After a slow start, hospital tax exempt bond issuance picked up in the second quarter of 2017, but still lags behind 2016 record volumes. In a reversal from last year, AA borrowers are conspicuously absent from the borrowing scene.
Hospitals and health systems sold $11 billion of fixed rate tax-exempt bonds in the first six months of this year, approximately 25% less than in the first six months of 2016 (includes fixed-rate, tax-exempt revenue bonds sold by acute care hospitals in the public markets, excludes most private placements and remarketings).
This is not surprising considering 2016 was a record year with $34 billion in bonds sold in the public markets, twice as much as in 2015.
Some of the 2016 issuance spike was due to refundings encouraged by tax-exempt rates hitting record lows in July of that year, dipping below the 2% mark, unhindered by the June Fed rate hike.
30-year AAA tax exempt rates are still very favorable, currently hovering between 2.5% and 3.0%, well below their 7-year average of 3.5%.
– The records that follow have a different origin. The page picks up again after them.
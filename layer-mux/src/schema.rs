//! System calls and result types the multiplexer issues or inspects itself.
//!
//! Only the fields the core consumes are modelled. Each type implements both
//! directions of the codec so that simulated peers (tests, the demo) can
//! produce the same bytes a real server would hand back.

use crate::tl::{
    self, Cursor, Deserializable, Identifiable, RemoteCall, Serializable, serialize_vec,
};

/// `rpc_result#f35c6d01`: the envelope sessions unwrap before delivering.
pub const ID_RPC_RESULT: u32 = 0xf35c6d01;
/// `rpc_error#2144ca19 error_code:int error_message:string`.
pub const ID_RPC_ERROR: u32 = 0x2144ca19;
/// `gzip_packed#3072cfa1 packed_data:bytes`.
pub const ID_GZIP_PACKED: u32 = 0x3072cfa1;

fn expect_id(buf: &mut Cursor<'_>, want: u32) -> tl::Result<()> {
    let id = u32::deserialize(buf)?;
    if id == want { Ok(()) } else { Err(tl::Error::UnexpectedConstructor { id }) }
}

// ─── rpc_error ───────────────────────────────────────────────────────────────

/// Raw `rpc_error` body as it appears on the wire.
#[derive(Clone, Debug, PartialEq)]
pub struct RawRpcError {
    pub error_code:    i32,
    pub error_message: String,
}

impl Identifiable for RawRpcError {
    const CONSTRUCTOR_ID: u32 = ID_RPC_ERROR;
}

impl Serializable for RawRpcError {
    fn serialize(&self, buf: &mut Vec<u8>) {
        Self::CONSTRUCTOR_ID.serialize(buf);
        self.error_code.serialize(buf);
        self.error_message.serialize(buf);
    }
}

impl Deserializable for RawRpcError {
    fn deserialize(buf: &mut Cursor<'_>) -> tl::Result<Self> {
        expect_id(buf, Self::CONSTRUCTOR_ID)?;
        Ok(Self {
            error_code:    i32::deserialize(buf)?,
            error_message: String::deserialize(buf)?,
        })
    }
}

// ─── gzip_packed ─────────────────────────────────────────────────────────────

/// `gzip_packed` wrapper; `packed_data` is a gzip stream.
#[derive(Clone, Debug, PartialEq)]
pub struct GzipPacked {
    pub packed_data: Vec<u8>,
}

impl Serializable for GzipPacked {
    fn serialize(&self, buf: &mut Vec<u8>) {
        ID_GZIP_PACKED.serialize(buf);
        self.packed_data.serialize(buf);
    }
}

impl Deserializable for GzipPacked {
    fn deserialize(buf: &mut Cursor<'_>) -> tl::Result<Self> {
        expect_id(buf, ID_GZIP_PACKED)?;
        Ok(Self { packed_data: Vec::<u8>::deserialize(buf)? })
    }
}

// ─── help.getConfig ──────────────────────────────────────────────────────────

/// `dcOption flags:# ipv6:flags.0?true media_only:flags.1?true
/// tcpo_only:flags.2?true cdn:flags.3?true static:flags.4?true
/// id:int ip_address:string port:int`
#[derive(Clone, Debug, Default, PartialEq)]
pub struct DcOption {
    pub ipv6:       bool,
    pub media_only: bool,
    pub tcpo_only:  bool,
    pub cdn:        bool,
    pub is_static:  bool,
    pub id:         i32,
    pub ip_address: String,
    pub port:       i32,
}

impl Identifiable for DcOption {
    const CONSTRUCTOR_ID: u32 = 0x18b7a10d;
}

impl Serializable for DcOption {
    fn serialize(&self, buf: &mut Vec<u8>) {
        Self::CONSTRUCTOR_ID.serialize(buf);
        let flags = (self.ipv6 as u32)
            | (self.media_only as u32) << 1
            | (self.tcpo_only as u32) << 2
            | (self.cdn as u32) << 3
            | (self.is_static as u32) << 4;
        flags.serialize(buf);
        self.id.serialize(buf);
        self.ip_address.serialize(buf);
        self.port.serialize(buf);
    }
}

impl Deserializable for DcOption {
    fn deserialize(buf: &mut Cursor<'_>) -> tl::Result<Self> {
        expect_id(buf, Self::CONSTRUCTOR_ID)?;
        let flags = u32::deserialize(buf)?;
        Ok(Self {
            ipv6:       flags & 1 != 0,
            media_only: flags & (1 << 1) != 0,
            tcpo_only:  flags & (1 << 2) != 0,
            cdn:        flags & (1 << 3) != 0,
            is_static:  flags & (1 << 4) != 0,
            id:         i32::deserialize(buf)?,
            ip_address: String::deserialize(buf)?,
            port:       i32::deserialize(buf)?,
        })
    }
}

/// The subset of `config` the multiplexer applies.
///
/// ```text
/// config flags:# date:int expires:int test_mode:Bool this_dc:int
///   dc_options:Vector<DcOption> chat_size_max:int megagroup_size_max:int
///   forwarded_count_max:int online_update_period_ms:int
///   offline_blur_timeout_ms:int offline_idle_timeout_ms:int
///   online_cloud_timeout_ms:int notify_cloud_delay_ms:int
///   notify_default_delay_ms:int saved_gifs_limit:int edit_time_limit:int
///   caption_length_max:int message_length_max:int webfile_dc_id:int
///   me_url_prefix:string
///   autoupdate_url_prefix:flags.7?string suggested_lang_code:flags.2?string
///   lang_pack_version:flags.2?int base_lang_pack_version:flags.2?int
/// ```
#[derive(Clone, Debug, Default, PartialEq)]
pub struct ServerConfig {
    pub date:                    i32,
    pub expires:                 i32,
    pub test_mode:               bool,
    pub this_dc:                 i32,
    pub dc_options:              Vec<DcOption>,
    pub chat_size_max:           i32,
    pub megagroup_size_max:      i32,
    pub forwarded_count_max:     i32,
    pub online_update_period_ms: i32,
    pub offline_blur_timeout_ms: i32,
    pub offline_idle_timeout_ms: i32,
    pub online_cloud_timeout_ms: i32,
    pub notify_cloud_delay_ms:   i32,
    pub notify_default_delay_ms: i32,
    pub saved_gifs_limit:        i32,
    pub edit_time_limit:         i32,
    pub caption_length_max:      i32,
    pub message_length_max:      i32,
    pub webfile_dc_id:           i32,
    pub me_url_prefix:           String,
    pub autoupdate_url_prefix:   Option<String>,
    pub suggested_lang_code:     Option<String>,
    pub lang_pack_version:       Option<i32>,
    pub base_lang_pack_version:  Option<i32>,
}

impl Identifiable for ServerConfig {
    const CONSTRUCTOR_ID: u32 = 0xcc1a241e;
}

impl Serializable for ServerConfig {
    fn serialize(&self, buf: &mut Vec<u8>) {
        Self::CONSTRUCTOR_ID.serialize(buf);
        let mut flags = 0u32;
        if self.autoupdate_url_prefix.is_some() { flags |= 1 << 7; }
        if self.suggested_lang_code.is_some() { flags |= 1 << 2; }
        flags.serialize(buf);
        self.date.serialize(buf);
        self.expires.serialize(buf);
        self.test_mode.serialize(buf);
        self.this_dc.serialize(buf);
        serialize_vec(&self.dc_options, buf);
        for v in [
            self.chat_size_max,
            self.megagroup_size_max,
            self.forwarded_count_max,
            self.online_update_period_ms,
            self.offline_blur_timeout_ms,
            self.offline_idle_timeout_ms,
            self.online_cloud_timeout_ms,
            self.notify_cloud_delay_ms,
            self.notify_default_delay_ms,
            self.saved_gifs_limit,
            self.edit_time_limit,
            self.caption_length_max,
            self.message_length_max,
            self.webfile_dc_id,
        ] {
            v.serialize(buf);
        }
        self.me_url_prefix.serialize(buf);
        if let Some(prefix) = &self.autoupdate_url_prefix {
            prefix.serialize(buf);
        }
        if let Some(code) = &self.suggested_lang_code {
            code.serialize(buf);
            self.lang_pack_version.unwrap_or(0).serialize(buf);
            self.base_lang_pack_version.unwrap_or(0).serialize(buf);
        }
    }
}

impl Deserializable for ServerConfig {
    fn deserialize(buf: &mut Cursor<'_>) -> tl::Result<Self> {
        expect_id(buf, Self::CONSTRUCTOR_ID)?;
        let flags = u32::deserialize(buf)?;
        let mut cfg = Self {
            date:       i32::deserialize(buf)?,
            expires:    i32::deserialize(buf)?,
            test_mode:  bool::deserialize(buf)?,
            this_dc:    i32::deserialize(buf)?,
            dc_options: Vec::<DcOption>::deserialize(buf)?,
            ..Default::default()
        };
        cfg.chat_size_max = i32::deserialize(buf)?;
        cfg.megagroup_size_max = i32::deserialize(buf)?;
        cfg.forwarded_count_max = i32::deserialize(buf)?;
        cfg.online_update_period_ms = i32::deserialize(buf)?;
        cfg.offline_blur_timeout_ms = i32::deserialize(buf)?;
        cfg.offline_idle_timeout_ms = i32::deserialize(buf)?;
        cfg.online_cloud_timeout_ms = i32::deserialize(buf)?;
        cfg.notify_cloud_delay_ms = i32::deserialize(buf)?;
        cfg.notify_default_delay_ms = i32::deserialize(buf)?;
        cfg.saved_gifs_limit = i32::deserialize(buf)?;
        cfg.edit_time_limit = i32::deserialize(buf)?;
        cfg.caption_length_max = i32::deserialize(buf)?;
        cfg.message_length_max = i32::deserialize(buf)?;
        cfg.webfile_dc_id = i32::deserialize(buf)?;
        cfg.me_url_prefix = String::deserialize(buf)?;
        if flags & (1 << 7) != 0 {
            cfg.autoupdate_url_prefix = Some(String::deserialize(buf)?);
        }
        if flags & (1 << 2) != 0 {
            cfg.suggested_lang_code = Some(String::deserialize(buf)?);
            cfg.lang_pack_version = Some(i32::deserialize(buf)?);
            cfg.base_lang_pack_version = Some(i32::deserialize(buf)?);
        }
        Ok(cfg)
    }
}

/// `help.getConfig#c4f9186b = Config`
#[derive(Clone, Debug, Default)]
pub struct GetConfig;

impl Serializable for GetConfig {
    fn serialize(&self, buf: &mut Vec<u8>) { 0xc4f9186bu32.serialize(buf) }
}

impl RemoteCall for GetConfig {
    type Return = ServerConfig;
}

// ─── help.getCdnConfig ───────────────────────────────────────────────────────

/// `cdnPublicKey#c982eaba dc_id:int public_key:string`
#[derive(Clone, Debug, PartialEq)]
pub struct CdnPublicKey {
    pub dc_id:      i32,
    pub public_key: String,
}

impl Serializable for CdnPublicKey {
    fn serialize(&self, buf: &mut Vec<u8>) {
        0xc982eabau32.serialize(buf);
        self.dc_id.serialize(buf);
        self.public_key.serialize(buf);
    }
}

impl Deserializable for CdnPublicKey {
    fn deserialize(buf: &mut Cursor<'_>) -> tl::Result<Self> {
        expect_id(buf, 0xc982eaba)?;
        Ok(Self {
            dc_id:      i32::deserialize(buf)?,
            public_key: String::deserialize(buf)?,
        })
    }
}

/// `cdnConfig#5725e40a public_keys:Vector<CdnPublicKey>`
#[derive(Clone, Debug, Default, PartialEq)]
pub struct CdnConfig {
    pub public_keys: Vec<CdnPublicKey>,
}

impl Serializable for CdnConfig {
    fn serialize(&self, buf: &mut Vec<u8>) {
        0x5725e40au32.serialize(buf);
        serialize_vec(&self.public_keys, buf);
    }
}

impl Deserializable for CdnConfig {
    fn deserialize(buf: &mut Cursor<'_>) -> tl::Result<Self> {
        expect_id(buf, 0x5725e40a)?;
        Ok(Self { public_keys: Vec::<CdnPublicKey>::deserialize(buf)? })
    }
}

/// `help.getCdnConfig#52029342 = CdnConfig`
#[derive(Clone, Debug, Default)]
pub struct GetCdnConfig;

impl Serializable for GetCdnConfig {
    fn serialize(&self, buf: &mut Vec<u8>) { 0x52029342u32.serialize(buf) }
}

impl RemoteCall for GetCdnConfig {
    type Return = CdnConfig;
}

// ─── auth.exportAuthorization / auth.importAuthorization ─────────────────────

/// `auth.exportAuthorization#e5bfffcd dc_id:int = auth.ExportedAuthorization`
#[derive(Clone, Debug)]
pub struct ExportAuthorization {
    pub dc_id: i32,
}

impl Serializable for ExportAuthorization {
    fn serialize(&self, buf: &mut Vec<u8>) {
        0xe5bfffcdu32.serialize(buf);
        self.dc_id.serialize(buf);
    }
}

impl RemoteCall for ExportAuthorization {
    type Return = ExportedAuthorization;
}

/// `auth.exportedAuthorization#b434e2b8 id:long bytes:bytes`
#[derive(Clone, Debug, PartialEq)]
pub struct ExportedAuthorization {
    pub id:    i64,
    pub bytes: Vec<u8>,
}

impl Serializable for ExportedAuthorization {
    fn serialize(&self, buf: &mut Vec<u8>) {
        0xb434e2b8u32.serialize(buf);
        self.id.serialize(buf);
        self.bytes.serialize(buf);
    }
}

impl Deserializable for ExportedAuthorization {
    fn deserialize(buf: &mut Cursor<'_>) -> tl::Result<Self> {
        expect_id(buf, 0xb434e2b8)?;
        Ok(Self {
            id:    i64::deserialize(buf)?,
            bytes: Vec::<u8>::deserialize(buf)?,
        })
    }
}

/// `auth.importAuthorization#a57a7dad id:long bytes:bytes = auth.Authorization`
#[derive(Clone, Debug)]
pub struct ImportAuthorization {
    pub id:    i64,
    pub bytes: Vec<u8>,
}

impl Serializable for ImportAuthorization {
    fn serialize(&self, buf: &mut Vec<u8>) {
        0xa57a7dadu32.serialize(buf);
        self.id.serialize(buf);
        self.bytes.serialize(buf);
    }
}

impl RemoteCall for ImportAuthorization {
    type Return = tl::Blob;
}

// ─── auth.logOut / destroy_auth_key ──────────────────────────────────────────

/// `auth.logOut#3e72ba19 = auth.LoggedOut`
#[derive(Clone, Debug, Default)]
pub struct LogOut;

impl Serializable for LogOut {
    fn serialize(&self, buf: &mut Vec<u8>) { 0x3e72ba19u32.serialize(buf) }
}

impl RemoteCall for LogOut {
    type Return = tl::Blob;
}

/// `destroy_auth_key#d1435160 = DestroyAuthKeyRes`
#[derive(Clone, Debug, Default)]
pub struct DestroyAuthKey;

impl Serializable for DestroyAuthKey {
    fn serialize(&self, buf: &mut Vec<u8>) { 0xd1435160u32.serialize(buf) }
}

impl RemoteCall for DestroyAuthKey {
    type Return = DestroyAuthKeyRes;
}

/// Server verdict on a key destruction.
#[derive(Clone, Copy, Debug, PartialEq, Eq)]
pub enum DestroyAuthKeyRes {
    /// `destroy_auth_key_ok#f660e1d4`
    Ok,
    /// `destroy_auth_key_none#0a9f2259`
    None,
    /// `destroy_auth_key_fail#ea109b13`
    Fail,
}

impl Serializable for DestroyAuthKeyRes {
    fn serialize(&self, buf: &mut Vec<u8>) {
        let id: u32 = match self {
            Self::Ok   => 0xf660e1d4,
            Self::None => 0x0a9f2259,
            Self::Fail => 0xea109b13,
        };
        id.serialize(buf);
    }
}

impl Deserializable for DestroyAuthKeyRes {
    fn deserialize(buf: &mut Cursor<'_>) -> tl::Result<Self> {
        match u32::deserialize(buf)? {
            0xf660e1d4 => Ok(Self::Ok),
            0x0a9f2259 => Ok(Self::None),
            0xea109b13 => Ok(Self::Fail),
            id => Err(tl::Error::UnexpectedConstructor { id }),
        }
    }
}

#[cfg(test)]
mod tests {
    use super::*;

    #[test]
    fn config_optional_tail_follows_flags() {
        let cfg = ServerConfig {
            date: 100,
            expires: 3700,
            this_dc: 2,
            dc_options: vec![DcOption { id: 2, ip_address: "10.0.0.2".into(), port: 443, ..Default::default() }],
            me_url_prefix: "https://t.me/".into(),
            suggested_lang_code: Some("de".into()),
            lang_pack_version: Some(7),
            base_lang_pack_version: Some(3),
            ..Default::default()
        };
        let back = ServerConfig::from_bytes(&cfg.to_bytes()).unwrap();
        assert_eq!(back, cfg);
        assert_eq!(back.autoupdate_url_prefix, None);
    }

    #[test]
    fn rpc_error_has_expected_prefix() {
        let raw = RawRpcError { error_code: 420, error_message: "FLOOD_WAIT_5".into() };
        let bytes = raw.to_bytes();
        assert_eq!(tl::peek_constructor(&bytes), Some(ID_RPC_ERROR));
        assert_eq!(RawRpcError::from_bytes(&bytes).unwrap(), raw);
    }

    #[test]
    fn unknown_destroy_result_is_rejected() {
        assert!(DestroyAuthKeyRes::from_bytes(&0xdeadbeefu32.to_le_bytes()).is_err());
    }
}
AA category borrowers –the large health systems behind much of last year’s records, along with refundings across all rating categories– have avoided the bond markets this year, selling a relatively trivial $3 billion through June compared to $14 billion they sold in calendar 2016.
With the next Fed rate hike not anticipated until the end of the year and continued uncertainty around changes to the Affordable Care Act, we expect 2017 volumes to finish close to 2015 but nowhere near last year’s record.